TASK INPUT Start Marker
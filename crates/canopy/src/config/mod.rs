//! Visualization configuration.
//!
//! Options are plain camelCase JSON. Each visualization kind starts from its own defaults and
//! user overrides are deep-merged on top before the result is read into [`VizConfig`].

use canopy_layout::{Align, HyperbolicOptions, NodeDims, Orientation, RadialOptions, TreeOptions};
use serde::{Deserialize, Serialize};
use serde_json::{Value, json};
use std::fmt;
use std::str::FromStr;
use std::time::Duration;

use crate::anim::{AnimationOptions, Mode, Transition};
use crate::error::{Error, Result};

/// Raw option tree: kind defaults with user overrides merged in, before it is typed.
#[derive(Debug, Clone, PartialEq)]
pub struct Config(Value);

impl Config {
    pub fn from_value(value: Value) -> Self {
        Self(value)
    }

    pub fn into_value(self) -> Value {
        self.0
    }

    /// Merges `other` into this tree. Objects merge key by key; any other value replaces what is
    /// there.
    pub fn deep_merge(&mut self, other: &Value) {
        merge_into(&mut self.0, other);
    }
}

fn merge_into(target: &mut Value, overlay: &Value) {
    match (target, overlay) {
        (Value::Object(target_map), Value::Object(overlay_map)) => {
            for (key, value) in overlay_map {
                match target_map.get_mut(key) {
                    Some(slot) => merge_into(slot, value),
                    None => {
                        target_map.insert(key.clone(), value.clone());
                    }
                }
            }
        }
        (slot, value) => *slot = value.clone(),
    }
}

/// The three visualizations sharing the engine.
#[derive(Debug, Clone, Copy, PartialEq, Eq, Hash, Serialize, Deserialize)]
#[serde(rename_all = "lowercase")]
pub enum Kind {
    Spacetree,
    #[serde(rename = "rgraph")]
    RGraph,
    Hypertree,
}

impl Kind {
    pub fn as_str(self) -> &'static str {
        match self {
            Kind::Spacetree => "spacetree",
            Kind::RGraph => "rgraph",
            Kind::Hypertree => "hypertree",
        }
    }

    /// Built-in option values for this kind.
    pub fn defaults(self) -> Value {
        let mut config = Config::from_value(json!({
            "orientation": "left",
            "levelsToShow": 2,
            "subtreeOffset": 8,
            "siblingOffset": 5,
            "levelDistance": 100,
            "duration": 2500,
            "fps": 40,
            "transition": "Quart.easeInOut",
            "interpolation": "linear",
            "withLabels": true,
            "constrained": true,
            "offset": { "x": 0, "y": 0 },
            "canvas": { "width": 600, "height": 600 },
            "Node": {
                "overridable": false,
                "type": "circle",
                "dim": 3,
                "width": 5,
                "height": 5,
                "color": "#ccb",
                "lineWidth": 1,
                "align": "center",
                "transform": true
            },
            "Edge": {
                "overridable": false,
                "type": "line",
                "color": "#ccb",
                "lineWidth": 1,
                "dim": 15
            }
        }));
        let specific = match self {
            Kind::Spacetree => json!({
                "levelDistance": 30,
                "duration": 700,
                "fps": 25,
                "Node": { "type": "rectangle", "width": 90, "height": 20, "dim": 15 },
                "Edge": { "color": "#ccc" }
            }),
            Kind::RGraph => json!({}),
            Kind::Hypertree => json!({
                "duration": 1500,
                "Node": { "dim": 7 },
                "Edge": { "type": "hyperline" }
            }),
        };
        config.deep_merge(&specific);
        config.into_value()
    }
}

impl fmt::Display for Kind {
    fn fmt(&self, f: &mut fmt::Formatter<'_>) -> fmt::Result {
        f.write_str(self.as_str())
    }
}

impl FromStr for Kind {
    type Err = Error;

    fn from_str(s: &str) -> Result<Self> {
        match s.to_ascii_lowercase().as_str() {
            "spacetree" | "st" => Ok(Kind::Spacetree),
            "rgraph" => Ok(Kind::RGraph),
            "hypertree" => Ok(Kind::Hypertree),
            _ => Err(Error::unsupported("visualization", s)),
        }
    }
}

/// Position interpolation used by click-to-focus.
#[derive(Debug, Clone, Copy, Default, PartialEq, Eq, Serialize, Deserialize)]
#[serde(rename_all = "lowercase")]
pub enum Interpolation {
    #[default]
    Linear,
    Polar,
}

impl Interpolation {
    pub fn mode(self) -> Mode {
        match self {
            Interpolation::Linear => Mode::Linear,
            Interpolation::Polar => Mode::Polar,
        }
    }
}

#[derive(Debug, Clone, Copy, Default, PartialEq, Serialize, Deserialize)]
pub struct Offset {
    pub x: f64,
    pub y: f64,
}

#[derive(Debug, Clone, Copy, PartialEq, Serialize, Deserialize)]
pub struct Canvas {
    pub width: f64,
    pub height: f64,
}

/// Node style group. Shape names are validated when a scene is built.
#[derive(Debug, Clone, PartialEq, Serialize, Deserialize)]
#[serde(rename_all = "camelCase")]
pub struct NodeStyle {
    pub overridable: bool,
    #[serde(rename = "type")]
    pub shape: String,
    pub dim: f64,
    pub width: f64,
    pub height: f64,
    pub color: String,
    pub line_width: f64,
    pub align: String,
    pub transform: bool,
}

#[derive(Debug, Clone, PartialEq, Serialize, Deserialize)]
#[serde(rename_all = "camelCase")]
pub struct EdgeStyle {
    pub overridable: bool,
    #[serde(rename = "type")]
    pub shape: String,
    pub color: String,
    pub line_width: f64,
    pub dim: f64,
}

#[derive(Debug, Clone, PartialEq, Serialize, Deserialize)]
#[serde(rename_all = "camelCase")]
pub struct VizConfig {
    pub orientation: Orientation,
    pub levels_to_show: u32,
    pub subtree_offset: f64,
    pub sibling_offset: f64,
    pub level_distance: f64,
    /// Milliseconds.
    pub duration: u64,
    pub fps: u32,
    pub transition: Transition,
    pub interpolation: Interpolation,
    pub with_labels: bool,
    pub constrained: bool,
    pub offset: Offset,
    pub canvas: Canvas,
    #[serde(rename = "Node")]
    pub node: NodeStyle,
    #[serde(rename = "Edge")]
    pub edge: EdgeStyle,
}

impl VizConfig {
    /// Defaults for `kind` with `overrides` deep-merged on top.
    pub fn for_kind(kind: Kind, overrides: Option<&Value>) -> Result<Self> {
        let mut config = Config::from_value(kind.defaults());
        if let Some(overrides) = overrides {
            if !overrides.is_object() {
                return Err(Error::Config {
                    message: "configuration must be a JSON object".to_string(),
                });
            }
            config.deep_merge(overrides);
        }
        serde_json::from_value(config.into_value()).map_err(|err| Error::Config {
            message: err.to_string(),
        })
    }

    pub fn animation(&self) -> AnimationOptions {
        AnimationOptions {
            duration: Duration::from_millis(self.duration),
            fps: self.fps,
            transition: self.transition,
        }
    }

    pub fn node_dims(&self) -> NodeDims {
        NodeDims {
            width: self.node.width,
            height: self.node.height,
            dim: self.node.dim,
            overridable: self.node.overridable,
        }
    }

    pub fn tree_options(&self) -> Result<TreeOptions> {
        Ok(TreeOptions {
            orientation: self.orientation,
            subtree_offset: self.subtree_offset,
            sibling_offset: self.sibling_offset,
            level_distance: self.level_distance,
            levels_to_show: self.levels_to_show,
            dims: self.node_dims(),
            align: self.node.align.parse::<Align>()?,
        })
    }

    pub fn radial_options(&self) -> RadialOptions {
        RadialOptions {
            level_distance: self.level_distance,
            dims: self.node_dims(),
            child_order: None,
        }
    }

    pub fn hyperbolic_options(&self) -> HyperbolicOptions {
        HyperbolicOptions {
            dims: self.node_dims(),
        }
    }
}

#[cfg(test)]
mod tests {
    use super::*;

    #[test]
    fn deep_merge_keeps_siblings_and_replaces_leaves() {
        let mut config = Config::from_value(json!({
            "Node": { "type": "circle", "dim": 3 },
            "offset": { "x": 0, "y": 0 },
            "fps": 40
        }));
        config.deep_merge(&json!({
            "Node": { "dim": 9, "color": "#f00" },
            "offset": 5,
            "canvas": { "width": 10 }
        }));
        assert_eq!(
            config.into_value(),
            json!({
                "Node": { "type": "circle", "dim": 9, "color": "#f00" },
                "offset": 5,
                "fps": 40,
                "canvas": { "width": 10 }
            })
        );
    }

    #[test]
    fn overrides_merge_over_kind_defaults() {
        let overrides = json!({ "duration": 10, "Node": { "color": "#123" } });
        let st = VizConfig::for_kind(Kind::Spacetree, Some(&overrides)).unwrap();
        assert_eq!(st.duration, 10);
        assert_eq!(st.fps, 25);
        assert_eq!(st.node.color, "#123");
        assert_eq!(st.node.shape, "rectangle");
        assert_eq!(st.level_distance, 30.0);

        let ht = VizConfig::for_kind(Kind::Hypertree, None).unwrap();
        assert_eq!(ht.edge.shape, "hyperline");
        assert_eq!(ht.node.dim, 7.0);
        assert_eq!(ht.duration, 1500);

        let rg = VizConfig::for_kind(Kind::RGraph, None).unwrap();
        assert_eq!(rg.level_distance, 100.0);
        assert_eq!(rg.interpolation, Interpolation::Linear);
        assert_eq!(rg.animation().interval(), Duration::from_millis(25));
    }

    #[test]
    fn malformed_overrides_are_configuration_errors() {
        let bad = json!({ "orientation": "diagonal" });
        assert!(matches!(
            VizConfig::for_kind(Kind::Spacetree, Some(&bad)),
            Err(Error::Config { .. })
        ));
        assert!(VizConfig::for_kind(Kind::RGraph, Some(&json!([1, 2]))).is_err());

        let mut st = VizConfig::for_kind(Kind::Spacetree, None).unwrap();
        st.node.align = "middle".to_string();
        assert!(matches!(st.tree_options(), Err(Error::Layout(_))));
    }

    #[test]
    fn kind_parses_case_insensitively() {
        assert_eq!("RGraph".parse::<Kind>().unwrap(), Kind::RGraph);
        assert_eq!("st".parse::<Kind>().unwrap(), Kind::Spacetree);
        assert!("treemap".parse::<Kind>().is_err());
    }
}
TASK INPUT End Marker
Scan the listing for the string "HyperbolicOptions", then copy every line where it appears.

[SOLVED EXERCISE]
use canopy_layout::{Align, HyperbolicOptions, NodeDims, Orientation, RadialOptions, TreeOptions};
    pub fn hyperbolic_options(&self) -> HyperbolicOptions {
        HyperbolicOptions {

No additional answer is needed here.